Cavs: Range, motion improvement should make Kevin Porter Jr. more dangerous in PnR

Cleveland Cavaliers wing Kevin Porter Jr. drives. (Photo by Jason Miller/Getty Images)
Cleveland Cavaliers wing Kevin Porter Jr. drives. (Photo by Jason Miller/Getty Images) /

In year 2, Kevin Porter Jr. could be primed for a big season for the Cleveland Cavaliers.

Kevin Porter Jr. showed plenty of flashes of big-time potential in his rookie year for the Cleveland Cavaliers. Even as a bench contributor that started in only four games in his lone collegiate season at USC, Porter made his presence felt for the Wine and Gold.

In year 1, Porter had 10.0 points, 3.2 rebounds, 2.2 assists and 0.9 steals in 23.2 minutes per outing, and looking at next season, it seems like a near-certainty that Porter will end up playing a starting minutes-share.

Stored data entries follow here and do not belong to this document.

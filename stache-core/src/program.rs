//! Program generation: lowering a [`Node`] tree into a flat instruction
//! sequence, and the immutable [`Program`] that wraps it.
//!
//! A program's identity is the SHA-256 of its lowered form (see
//! [`Program::lowered`]), so two templates that lower identically share one
//! [`ContentHash`].

use std::fmt;
use std::str::FromStr;

use serde::{Deserialize, Serialize};
use sha2::{Digest, Sha256};

use crate::error::CompileError;
use crate::parser::Node;

/// One step of a render program.
#[derive(Debug, Clone, PartialEq, Eq, Hash, Serialize, Deserialize)]
#[serde(tag = "op", content = "arg", rename_all = "snake_case")]
pub enum Instruction {
    EmitLiteral(String),
    EmitVariable { path: String, escape: bool },
    BeginIterable(String),
    BeginInverted(String),
    End,
    InvokePartial(String),
}

impl fmt::Display for Instruction {
    fn fmt(&self, f: &mut fmt::Formatter<'_>) -> fmt::Result {
        match self {
            Instruction::EmitLiteral(text) => write!(f, "literal {text:?}"),
            Instruction::EmitVariable { path, escape: true } => write!(f, "variable {path:?}"),
            Instruction::EmitVariable {
                path,
                escape: false,
            } => write!(f, "raw {path:?}"),
            Instruction::BeginIterable(path) => write!(f, "section {path:?}"),
            Instruction::BeginInverted(path) => write!(f, "inverted {path:?}"),
            Instruction::End => f.write_str("end"),
            Instruction::InvokePartial(name) => write!(f, "partial {name:?}"),
        }
    }
}

/// Lower a node tree into an instruction sequence.
///
/// Adjacent literal text is merged into one instruction; comments lower to
/// nothing.
pub fn lower(nodes: &[Node]) -> Vec<Instruction> {
    let mut out = Vec::new();
    lower_into(nodes, &mut out);
    out
}

fn lower_into(nodes: &[Node], out: &mut Vec<Instruction>) {
    for node in nodes {
        match node {
            Node::Text(text) => {
                if text.is_empty() {
                    continue;
                }
                if let Some(Instruction::EmitLiteral(last)) = out.last_mut() {
                    last.push_str(text);
                } else {
                    out.push(Instruction::EmitLiteral(text.clone()));
                }
            }
            Node::Variable { path, escaped, .. } => out.push(Instruction::EmitVariable {
                path: path.clone(),
                escape: *escaped,
            }),
            Node::Section { name, children, .. } => {
                out.push(Instruction::BeginIterable(name.clone()));
                lower_into(children, out);
                out.push(Instruction::End);
            }
            Node::Inversion { name, children, .. } => {
                out.push(Instruction::BeginInverted(name.clone()));
                lower_into(children, out);
                out.push(Instruction::End);
            }
            Node::Partial { name, .. } => out.push(Instruction::InvokePartial(name.clone())),
            Node::Comment { .. } => {}
        }
    }
}

// ---------------------------------------------------------------------------
// ContentHash
// ---------------------------------------------------------------------------

/// SHA-256 digest of a program's lowered form.
#[derive(Debug, Clone, Copy, PartialEq, Eq, Hash, PartialOrd, Ord)]
pub struct ContentHash([u8; 32]);

impl ContentHash {
    pub fn of(lowered: &str) -> Self {
        let mut h = Sha256::new();
        h.update(lowered.as_bytes());
        ContentHash(h.finalize().into())
    }

    pub fn as_bytes(&self) -> &[u8; 32] {
        &self.0
    }
}

impl fmt::Display for ContentHash {
    fn fmt(&self, f: &mut fmt::Formatter<'_>) -> fmt::Result {
        f.write_str(&hex::encode(self.0))
    }
}

impl FromStr for ContentHash {
    type Err = CompileError;

    fn from_str(s: &str) -> Result<Self, Self::Err> {
        let mut bytes = [0u8; 32];
        hex::decode_to_slice(s, &mut bytes)
            .map_err(|e| CompileError::Compile(format!("invalid content hash {s:?}: {e}")))?;
        Ok(ContentHash(bytes))
    }
}

impl Serialize for ContentHash {
    fn serialize<S: serde::Serializer>(&self, serializer: S) -> Result<S::Ok, S::Error> {
        serializer.collect_str(self)
    }
}

impl<'de> Deserialize<'de> for ContentHash {
    fn deserialize<D: serde::Deserializer<'de>>(deserializer: D) -> Result<Self, D::Error> {
        let s = String::deserialize(deserializer)?;
        s.parse().map_err(serde::de::Error::custom)
    }
}

// ---------------------------------------------------------------------------
// Program
// ---------------------------------------------------------------------------

/// An immutable, shareable render program.
#[derive(Debug, Clone, PartialEq, Eq)]
pub struct Program {
    hash: ContentHash,
    instructions: Vec<Instruction>,
    /// For each `Begin*` instruction, the index of its matching `End`.
    ends: Vec<Option<usize>>,
}

impl Program {
    /// Build a program, computing its content hash.
    ///
    /// Fails if `Begin*`/`End` instructions are unbalanced.
    pub fn new(instructions: Vec<Instruction>) -> Result<Self, CompileError> {
        let hash = ContentHash::of(&render_lowered(&instructions));
        Self::with_hash(hash, instructions)
    }

    pub(crate) fn with_hash(
        hash: ContentHash,
        instructions: Vec<Instruction>,
    ) -> Result<Self, CompileError> {
        let ends = match_blocks(&instructions)?;
        Ok(Program {
            hash,
            instructions,
            ends,
        })
    }

    pub fn hash(&self) -> ContentHash {
        self.hash
    }

    pub fn instructions(&self) -> &[Instruction] {
        &self.instructions
    }

    /// Index of the `End` matching the `Begin*` at `begin`.
    pub fn end_of(&self, begin: usize) -> Option<usize> {
        self.ends.get(begin).copied().flatten()
    }

    /// Human-readable lowered form; its bytes are what [`ContentHash`] digests.
    pub fn lowered(&self) -> String {
        render_lowered(&self.instructions)
    }
}

/// One instruction per line, indented two spaces per open block.
pub(crate) fn render_lowered(instructions: &[Instruction]) -> String {
    let mut out = String::new();
    let mut depth = 0usize;
    for instruction in instructions {
        if matches!(instruction, Instruction::End) {
            depth = depth.saturating_sub(1);
        }
        for _ in 0..depth {
            out.push_str("  ");
        }
        out.push_str(&instruction.to_string());
        out.push('\n');
        if matches!(
            instruction,
            Instruction::BeginIterable(_) | Instruction::BeginInverted(_)
        ) {
            depth += 1;
        }
    }
    out
}

fn match_blocks(instructions: &[Instruction]) -> Result<Vec<Option<usize>>, CompileError> {
    let mut ends = vec![None; instructions.len()];
    let mut open = Vec::new();
    for (idx, instruction) in instructions.iter().enumerate() {
        match instruction {
            Instruction::BeginIterable(_) | Instruction::BeginInverted(_) => open.push(idx),
            Instruction::End => {
                let begin = open.pop().ok_or_else(|| {
                    CompileError::Compile(format!("instruction {idx}: end without begin"))
                })?;
                ends[begin] = Some(idx);
            }
            _ => {}
        }
    }
    if let Some(begin) = open.pop() {
        return Err(CompileError::Compile(format!(
            "instruction {begin}: begin without end"
        )));
    }
    Ok(ends)
}

#[cfg(test)]
mod tests {
    use super::*;
    use crate::lexer::{scan, Delimiters};
    use crate::parser::parse;

    fn lower_str(source: &str) -> Vec<Instruction> {
        let tokens = scan(source, &Delimiters::default()).unwrap();
        lower(&parse(tokens).unwrap().nodes)
    }

    #[test]
    fn lowers_sections_with_matching_ends() {
        let instructions = lower_str("Hello {{name}}!\n{{#items}}{{.}}\n{{/items}}");
        assert_eq!(
            instructions,
            vec![
                Instruction::EmitLiteral("Hello ".into()),
                Instruction::EmitVariable {
                    path: "name".into(),
                    escape: true
                },
                Instruction::EmitLiteral("!\n".into()),
                Instruction::BeginIterable("items".into()),
                Instruction::EmitVariable {
                    path: ".".into(),
                    escape: true
                },
                Instruction::EmitLiteral("\n".into()),
                Instruction::End,
            ]
        );
        let program = Program::new(instructions).unwrap();
        assert_eq!(program.end_of(3), Some(6));
        assert_eq!(program.end_of(0), None);
    }

    #[test]
    fn comments_vanish_and_text_merges() {
        assert_eq!(
            lower_str("a{{! note }}b{{>p}}{{^x}}{{&y}}{{/x}}"),
            vec![
                Instruction::EmitLiteral("ab".into()),
                Instruction::InvokePartial("p".into()),
                Instruction::BeginInverted("x".into()),
                Instruction::EmitVariable {
                    path: "y".into(),
                    escape: false
                },
                Instruction::End,
            ]
        );
    }

    #[test]
    fn lowered_form_is_indented() {
        let program = Program::new(lower_str("{{#a}}x{{/a}}")).unwrap();
        assert_eq!(program.lowered(), "section \"a\"\n  literal \"x\"\nend\n");
    }

    #[test]
    fn identical_lowering_hashes_identically() {
        let a = Program::new(lower_str("x{{! one }}{{y}}")).unwrap();
        let b = Program::new(lower_str("x{{y}}{{! two }}")).unwrap();
        let c = Program::new(lower_str("x{{{y}}}")).unwrap();
        assert_eq!(a.hash(), b.hash());
        assert_ne!(a.hash(), c.hash());
    }

    #[test]
    fn literal_quoting_keeps_hash_unambiguous() {
        let a = Program::new(vec![Instruction::EmitLiteral("a\"\nliteral \"b".into())]).unwrap();
        let b = Program::new(vec![
            Instruction::EmitLiteral("a".into()),
            Instruction::EmitLiteral("b".into()),
        ])
        .unwrap();
        assert_ne!(a.hash(), b.hash());
    }

    #[test]
    fn unbalanced_instructions_are_rejected() {
        assert!(Program::new(vec![Instruction::End]).is_err());
        assert!(Program::new(vec![Instruction::BeginIterable("a".into())]).is_err());
    }

    #[test]
    fn content_hash_parses_its_display() {
        let hash = ContentHash::of("literal \"x\"\n");
        let parsed: ContentHash = hash.to_string().parse().unwrap();
        assert_eq!(parsed, hash);
        assert!("zz".parse::<ContentHash>().is_err());
    }
}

I’d still expect him to be in a bench role, but Porter should again, end up playing starting minutes, and him in a bench primary bucket-getter role seems very likely. Though he does need to be more consistent game-to-game, Porter displayed plenty of on-ball ability as a driver, and with his feel for changing speeds, he’s so difficult to keep out of the paint.

From there, Porter, especially for a 6-foot-4 natural 2, is such a gifted finisher with both hands, and his body control/strength allows him to get buckets often, even through contact. When on the subject of on-ball creation, looking onward, KPJ definitely has a high ceiling as a pick-and-roll ball handler also, as I previously detailed.

That said, as I hit on then, Porter does need to be more efficient on his pull-ups/off-the-bounce shooting to really end up more so fulfilling his potential.

Regarding that, though, in what’s essentially been an extended offseason for the Cavaliers, with them not being an Orlando team, it is encouraging that Porter has been sharpening up his shooting, and range.

That’s per a report from’s Chris Fedor, who noted how sources said how Porter “has focused on his 3-point shot – extending his range and becoming more consistent with mechanics after hitting just 33.5% from beyond the arc in 2019-20.”

Here was more on Porter’s shooting, from what Fedor said a source touched on involving KPJ’s shooting, seemingly in relation to individual work over this break, and the Cavs are currently conducting in-market bubble workouts, for context.

"“He’s so talented there’s not much he can’t do. He just moves so different,” a source said. “His shot looks really fluid right now. His form is a little higher than it was. He is a flat out bucket-getter so don’t want to mess with him too much, but just elevating it and putting a little more air under it. That’s been really good for him.”"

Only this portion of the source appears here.